It looks like El Niño, it feels like El Niño, and if you are watching fish stocks, reservoir levels or farm production, you would say it is El Niño. But it isn’t.
Researchers at the University of Washington are describing in two recent research papers what they call a decades-long climate shift in the Pacific Ocean that seems to explain many of the changing environmental patterns seen across North America, and particularly in the Pacific Northwest, since the late 1970s.
The scientists are calling this climatic phenomenon the PDO, for Pacific decadal oscillation. And, they say, its current positive cycle helps to explain why U.S. West Coast ocean temperatures have been warmer than average, why winters have been wetter than usual in the South, and why Alaska salmon harvests have been at historic highs, while there have been record declines along the West Coast.
El Niño, it appears, is only one small — albeit exaggerated — phase of this cycle, says David Battisti, UW atmospheric sciences associate professor, who was the first to show why El Niño recurs on an average of every four years. He describes this latest discovery as an index of sea-surface temperatures in the North Pacific, “which my guess also involves the tropics.” Says Battisti: “This phenomenon explains much about what is happening in regional climate change.
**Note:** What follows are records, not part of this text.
//! Lunar coordinates from Meeus, *Astronomical Algorithms*, ch. 47.
//!
//! Keeps the 20 leading terms of Tables 47.A and 47.B plus the additive
//! corrections: about 0.01° in longitude and 0.005° in latitude.

use selene_frames::normalize_360;

/// `(D, M, M′, F, Σl in 1e-6°, Σr in 1e-3 km)`
#[rustfmt::skip]
const TERMS_LR: [(f64, f64, f64, f64, f64, f64); 20] = [
    (0.0,  0.0,  1.0,  0.0, 6288774.0, -20905355.0),
    (2.0,  0.0, -1.0,  0.0, 1274027.0,  -3699111.0),
    (2.0,  0.0,  0.0,  0.0,  658314.0,  -2955968.0),
    (0.0,  0.0,  2.0,  0.0,  213618.0,   -569925.0),
    (0.0,  1.0,  0.0,  0.0, -185116.0,     48888.0),
    (0.0,  0.0,  0.0,  2.0, -114332.0,     -3149.0),
    (2.0,  0.0, -2.0,  0.0,   58793.0,    246158.0),
    (2.0, -1.0, -1.0,  0.0,   57066.0,   -152138.0),
    (2.0,  0.0,  1.0,  0.0,   53322.0,   -170733.0),
    (2.0, -1.0,  0.0,  0.0,   45758.0,   -204586.0),
    (0.0,  1.0, -1.0,  0.0,  -40923.0,   -129620.0),
    (1.0,  0.0,  0.0,  0.0,  -34720.0,    108743.0),
    (0.0,  1.0,  1.0,  0.0,  -30383.0,    104755.0),
    (2.0,  0.0,  0.0, -2.0,   15327.0,     10321.0),
    (0.0,  0.0,  1.0,  2.0,  -12528.0,         0.0),
    (0.0,  0.0,  1.0, -2.0,   10980.0,     79661.0),
    (4.0,  0.0, -1.0,  0.0,   10675.0,    -34782.0),
    (0.0,  0.0,  3.0,  0.0,   10034.0,    -23210.0),
    (4.0,  0.0, -2.0,  0.0,    8548.0,    -21636.0),
    (2.0,  1.0, -1.0,  0.0,   -7888.0,     24208.0),
];

/// `(D, M, M′, F, Σb in 1e-6°)`
#[rustfmt::skip]
const TERMS_B: [(f64, f64, f64, f64, f64); 20] = [
    (0.0,  0.0,  0.0,  1.0, 5128122.0),
    (0.0,  0.0,  1.0,  1.0,  280602.0),
    (0.0,  0.0,  1.0, -1.0,  277693.0),
    (2.0,  0.0,  0.0, -1.0,  173237.0),
    (2.0,  0.0, -1.0,  1.0,   55413.0),
    (2.0,  0.0, -1.0, -1.0,   46271.0),
    (2.0,  0.0,  0.0,  1.0,   32573.0),
    (0.0,  0.0,  2.0,  1.0,   17198.0),
    (2.0,  0.0,  1.0, -1.0,    9266.0),
    (0.0,  0.0,  2.0, -1.0,    8822.0),
    (2.0, -1.0,  0.0, -1.0,    8216.0),
    (2.0,  0.0, -2.0, -1.0,    4324.0),
    (2.0,  0.0,  1.0,  1.0,    4200.0),
    (2.0,  1.0,  0.0, -1.0,   -3359.0),
    (2.0, -1.0, -1.0,  1.0,    2463.0),
    (2.0, -1.0,  0.0,  1.0,    2211.0),
    (2.0, -1.0, -1.0, -1.0,    2065.0),
    (0.0,  1.0, -1.0, -1.0,   -1870.0),
    (4.0,  0.0, -1.0, -1.0,    1828.0),
    (0.0,  1.0,  0.0,  1.0,   -1794.0),
];

/// Mean lunar and solar arguments, degrees.
struct Arguments {
    /// L′, Moon mean longitude.
    lp: f64,
    /// D, mean elongation.
    d: f64,
    /// M, Sun mean anomaly.
    m: f64,
    /// M′, Moon mean anomaly.
    mp: f64,
    /// F, argument of latitude.
    f: f64,
}

impl Arguments {
    fn at(t: f64) -> Self {
        let poly = |c: [f64; 5]| normalize_360(c[0] + t * (c[1] + t * (c[2] + t * (c[3] + t * c[4]))));
        Self {
            lp: poly([218.3164477, 481267.88123421, -0.0015786, 1.0 / 538841.0, -1.0 / 65194000.0]),
            d: poly([297.8501921, 445267.1114034, -0.0018819, 1.0 / 545868.0, -1.0 / 113065000.0]),
            m: poly([357.5291092, 35999.0502909, -0.0001536, 1.0 / 24490000.0, 0.0]),
            mp: poly([134.9633964, 477198.8675055, 0.0087414, 1.0 / 69699.0, -1.0 / 14712000.0]),
            f: poly([93.2720950, 483202.0175233, -0.0036539, -1.0 / 3526000.0, 1.0 / 863310000.0]),
        }
    }

    fn angle(&self, d: f64, m: f64, mp: f64, f: f64) -> f64 {
        (d * self.d + m * self.m + mp * self.mp + f * self.f).to_radians()
    }
}

/// Geometric ecliptic longitude and latitude (degrees, mean equinox of
/// date) and distance (km) of the Moon.
///
/// `t` = Julian centuries of TT since J2000.0.
pub fn moon_geometric(t: f64) -> (f64, f64, f64) {
    let a = Arguments::at(t);

    // Terms in M are scaled by the decreasing eccentricity of the Earth's orbit.
    let e = 1.0 - t * (0.002516 + t * 0.0000074);
    let e_factor = |m: f64| match m.abs() as i32 {
        1 => e,
        2 => e * e,
        _ => 1.0,
    };

    let (mut sum_l, sum_r) = TERMS_LR.iter().fold((0.0, 0.0), |(l, r), &(d, m, mp, f, cl, cr)| {
        let arg = a.angle(d, m, mp, f);
        let k = e_factor(m);
        (l + cl * k * arg.sin(), r + cr * k * arg.cos())
    });
    let mut sum_b: f64 = TERMS_B
        .iter()
        .map(|&(d, m, mp, f, cb)| cb * e_factor(m) * a.angle(d, m, mp, f).sin())
        .sum();

    // Venus, Jupiter and flattening terms.
    let a1 = (119.75 + 131.849 * t).to_radians();
    let a2 = (53.09 + 479264.290 * t).to_radians();
    let a3 = (313.45 + 481266.484 * t).to_radians();
    let lp = a.lp.to_radians();
    let f = a.f.to_radians();
    let mp = a.mp.to_radians();

    sum_l += 3958.0 * a1.sin() + 1962.0 * (lp - f).sin() + 318.0 * a2.sin();
    sum_b += -2235.0 * lp.sin()
        + 382.0 * a3.sin()
        + 175.0 * (a1 - f).sin()
        + 175.0 * (a1 + f).sin()
        + 127.0 * (lp - mp).sin()
        - 115.0 * (lp + mp).sin();

    (
        normalize_360(a.lp + sum_l / 1e6),
        sum_b / 1e6,
        385_000.56 + sum_r / 1000.0,
    )
}

#[cfg(test)]
mod tests {
    use super::*;

    #[test]
    fn meeus_example_47a() {
        // 1992 Apr 12 0h TD: λ = 133.162655°, β = −3.229126°, Δ = 368409.7 km
        let t = (2_448_724.5 - 2_451_545.0) / 36_525.0;
        let (lon, lat, dist) = moon_geometric(t);
        assert!((lon - 133.162655).abs() < 0.01, "λ = {lon}");
        assert!((lat + 3.229126).abs() < 0.01, "β = {lat}");
        assert!((dist - 368_409.7).abs() < 50.0, "Δ = {dist}");
    }

    #[test]
    fn distance_stays_in_orbit_range() {
        for i in 0..400 {
            let t = 0.2 + i as f64 * 0.25 / 36_525.0;
            let (_, lat, dist) = moon_geometric(t);
            assert!((355_000.0..407_500.0).contains(&dist), "Δ = {dist}");
            assert!(lat.abs() < 5.4);
        }
    }
}
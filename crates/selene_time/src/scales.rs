//! UTC → TAI → TT → TDB conversion chain and its inverse.
//!
//! All quantities are seconds past J2000.0 in the named scale. TDB − TT uses
//! the single periodic term of the NAIF leapseconds kernel:
//! `K sin(E)`, `E = M + EB sin(M)`, `M = M0 + M1 t`.

use crate::leap::tai_minus_utc;

/// TT − TAI in seconds.
pub const TT_MINUS_TAI: f64 = 32.184;

/// Amplitude of the TDB − TT term, seconds.
const K: f64 = 1.657e-3;
/// Eccentricity of the Earth-Moon barycenter orbit.
const EB: f64 = 1.671e-2;
/// Mean anomaly at J2000.0, radians.
const M0: f64 = 6.239_996;
/// Mean anomaly rate, radians per second.
const M1: f64 = 1.990_968_71e-7;

/// TDB − TT at a TT (or TDB) epoch. Peaks at about 1.7 ms.
pub fn tdb_minus_tt(tt_s: f64) -> f64 {
    let m = M0 + M1 * tt_s;
    let e = m + EB * m.sin();
    K * e.sin()
}

/// UTC seconds to TT seconds past J2000.0.
pub fn utc_to_tt(utc_s: f64) -> f64 {
    utc_s + tai_minus_utc(utc_s) + TT_MINUS_TAI
}

/// TT seconds to UTC seconds past J2000.0.
///
/// Inside an inserted leap second the result lands on the following UTC
/// second.
pub fn tt_to_utc(tt_s: f64) -> f64 {
    let tai = tt_s - TT_MINUS_TAI;
    let guess = tai - tai_minus_utc(tai - 37.0);
    tai - tai_minus_utc(guess)
}

/// UTC seconds to TDB seconds past J2000.0.
pub fn utc_to_tdb(utc_s: f64) -> f64 {
    let tt = utc_to_tt(utc_s);
    tt + tdb_minus_tt(tt)
}

/// TDB seconds to UTC seconds past J2000.0.
pub fn tdb_to_utc(tdb_s: f64) -> f64 {
    // One fixed-point step suffices: d(TDB−TT)/dt is about 3e-10.
    let tt = tdb_s - tdb_minus_tt(tdb_s);
    let tt = tdb_s - tdb_minus_tt(tt);
    tt_to_utc(tt)
}
//! Run configuration, built once from the parsed [`Cli`].

use std::path::PathBuf;

use chrono::{
    DateTime, FixedOffset, Local, LocalResult, NaiveDate, NaiveDateTime, Offset, TimeZone, Utc,
};
use thiserror::Error;

use crate::args::Cli;

#[derive(Debug, Error)]
pub enum ConfigError {
    #[error(
        "invalid date/time {year:04}-{month:02}-{day:02} {hour:02}:{minute:02}"
    )]
    InvalidDateTime {
        year: i32,
        month: u32,
        day: u32,
        hour: u32,
        minute: u32,
    },
    #[error("local time {0} does not exist in the configured zone")]
    NonexistentLocalTime(NaiveDateTime),
    #[error("latitude must be within ±90°, got {0}")]
    LatitudeOutOfRange(f64),
    #[error("longitude must be within ±180°, got {0}")]
    LongitudeOutOfRange(f64),
}

/// A place name and a wall-clock date/time with no zone attached.
#[derive(Debug, Clone, PartialEq, Eq)]
pub struct ObservationRequest {
    pub location_name: String,
    pub year: i32,
    pub month: u32,
    pub day: u32,
    pub hour: u32,
    pub minute: u32,
    naive: NaiveDateTime,
}

impl ObservationRequest {
    pub fn new(
        location_name: impl Into<String>,
        year: i32,
        month: u32,
        day: u32,
        hour: u32,
        minute: u32,
    ) -> Result<Self, ConfigError> {
        let naive = NaiveDate::from_ymd_opt(year, month, day)
            .and_then(|d| d.and_hms_opt(hour, minute, 0))
            .ok_or(ConfigError::InvalidDateTime {
                year,
                month,
                day,
                hour,
                minute,
            })?;
        Ok(Self {
            location_name: location_name.into(),
            year,
            month,
            day,
            hour,
            minute,
            naive,
        })
    }

    pub fn naive(&self) -> NaiveDateTime {
        self.naive
    }
}

/// A time zone for reading the request or printing local times.
#[derive(Debug, Clone, Copy, PartialEq, Eq)]
pub enum Zone {
    /// The system zone.
    Local,
    Fixed(FixedOffset),
}

impl Zone {
    /// Read a wall-clock time in this zone. An ambiguous time (DST fall-back)
    /// takes the earlier instant; a skipped one is an error.
    pub fn to_utc(&self, naive: NaiveDateTime) -> Result<DateTime<Utc>, ConfigError> {
        let resolved = match self {
            Self::Local => pick_earliest(Local.from_local_datetime(&naive)),
            Self::Fixed(offset) => pick_earliest(offset.from_local_datetime(&naive)),
        };
        resolved.ok_or(ConfigError::NonexistentLocalTime(naive))
    }

    /// Wall-clock time of `t` in this zone.
    pub fn localize(&self, t: DateTime<Utc>) -> NaiveDateTime {
        match self {
            Self::Local => t.with_timezone(&Local).naive_local(),
            Self::Fixed(offset) => t.with_timezone(offset).naive_local(),
        }
    }
}

fn pick_earliest<Tz: TimeZone>(r: LocalResult<DateTime<Tz>>) -> Option<DateTime<Utc>> {
    match r {
        LocalResult::Single(t) | LocalResult::Ambiguous(t, _) => Some(t.with_timezone(&Utc)),
        LocalResult::None => None,
    }
}

/// Everything one run needs. Immutable once built.
#[derive(Debug, Clone)]
pub struct RunConfig {
    pub request: ObservationRequest,
    /// Zone the request's wall-clock time is read in. UTC unless
    /// `--utc-offset` is given.
    pub request_zone: Zone,
    /// Zone for printed times and for the calendar day the phase is named
    /// on. The system zone unless `--utc-offset` is given.
    pub display_zone: Zone,
    pub ephemeris: PathBuf,
    pub geocoder_url: String,
    /// `(latitude, longitude)` given on the command line.
    pub coordinates: Option<(f64, f64)>,
    pub debug: bool,
    pub verbose: bool,
}

impl RunConfig {
    pub fn from_cli(cli: Cli) -> Result<Self, ConfigError> {
        let request = ObservationRequest::new(
            cli.location,
            cli.year,
            cli.month,
            cli.day,
            cli.hour,
            cli.minute,
        )?;

        let coordinates = match (cli.lat, cli.lon) {
            (Some(lat), Some(lon)) => {
                if !(-90.0..=90.0).contains(&lat) {
                    return Err(ConfigError::LatitudeOutOfRange(lat));
                }
                if !(-180.0..=180.0).contains(&lon) {
                    return Err(ConfigError::LongitudeOutOfRange(lon));
                }
                Some((lat, lon))
            }
            _ => None,
        };

        Ok(Self {
            request,
            request_zone: Zone::Fixed(cli.utc_offset.unwrap_or(Utc.fix())),
            display_zone: cli.utc_offset.map_or(Zone::Local, Zone::Fixed),
            ephemeris: cli.ephemeris,
            geocoder_url: cli.geocoder_url,
            coordinates,
            debug: cli.debug,
            verbose: cli.verbose,
        })
    }

    /// The observed instant.
    pub fn instant(&self) -> Result<DateTime<Utc>, ConfigError> {
        self.request_zone.to_utc(self.request.naive())
    }
}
And if we could predict the PDO, we would have much more reliable forecasts.”
However, says Nate Mantua, a UW research associate, scientists probably will not have the ability to begin making accurate forecasts for at least another five years. A PDO prediction system, he says, would allow long-term planning in such areas as fisheries, water supplies, agriculture and energy production.
“The science right now is more like our understanding of El Niño 15 to 20 years ago,” says Mantua. But when a PDO forecast is developed, he says, it will become an important measure of climate across North America.
The discovery of the PDO has been something of a scientific detective story. Using high-speed computers, researchers combed the past century’s meteorological records to see if they could spot any recurring patterns of climate change. In more recent decades, El Niño quickly emerged as the dominant recurring pattern of year-to-year climate variability on the planet. But when records were studied back to 1900, with the focus on the region north of Hawaii in the Pacific basin, the PDO revealed itself with positive and negative phases lasting from 10 to 30 years
With a few interruptions, researchers found that since 1977 the PDO has been in a positive phase with cool air in the Southeastern U.S., and a tendency to dry weather over the Columbia Basin and the Great Lakes. In the Northwest, winters have been largely warm and dry, water levels have been down because there have been fewer storms than normal, and snow packs have been low. In the previous negative phase of the PDO, lasting from 1947 to 1976, the Northwest’s water supplies were an average of 20 percent higher than between the 1920s and the 1940s, with more precipitation and higher snow packs.
Evidence also suggests that many populations of Pacific salmon are influenced by changes in marine climate. This could explain why in the last negative phase of the PDO, when coastal ocean temperatures were cooler, coho and chinook salmon were in abundance off the coasts of Washington, Oregon and California, but Alaska’s stocks were greatly depleted. Since the 1970s, warmer coastal waters have reversed these conditions. However, the UW researchers say, the present positive phase of the PDO should be expected to reverse within a decade, at which time favorable ocean conditions should return for West Coast salmon.
Many of these climate changes are felt across North America because of wave patterns — like ripples in a stream — in the atmosphere, which is directly affected by changes of temperature in Pacific Ocean currents. But the phenomenon is particularly evident in the Northwest because of a feature in the wind field called the Aleutian low, which directs atmospheric patterns across the region.
One of the puzzles of the PDO, says Mantua, is whether it acts as a restraint on El Niño, or whether it is a long-term response to the phenomenon. Mantua says he prefers the argument that the PDO is a slower change in the climate system of the oceans and atmosphere over the entire Pacific basin which influences how El Niño develops.
One frustrating aspect of attempting to forecast the PDO is that it develops over such a long period that a negative or a positive phase can have passed before researchers even discover it. “We can recognize the phenomenon, but we can’t say what phase we’re in at the time,” says Battisti. “But that’s only because we don’t yet fully understand it. After all, it has only been in recent years that we’ve recognized it even exists.”
To find out what the PDO forecast could be for your region, call Battisti at (206) 543- 2019, or at firstname.lastname@example.org or call Mantua at (206) 616-5347, or at email@example.com.
Battitsti’s paper, whose authors include UW professor of atmospheric sciences John Wallace and graduate student Yuan Zhang, appeared in Journal of Climate.
Mantua’s paper, whose authors include UW quantitive biologist Steven Hare (who, with Zhang, discovered the PDO, and who coined the term), UW professor of fisheries Robert Francis, Wallace and Zhang, appeared in the Bulletin of the American Meteorological Society.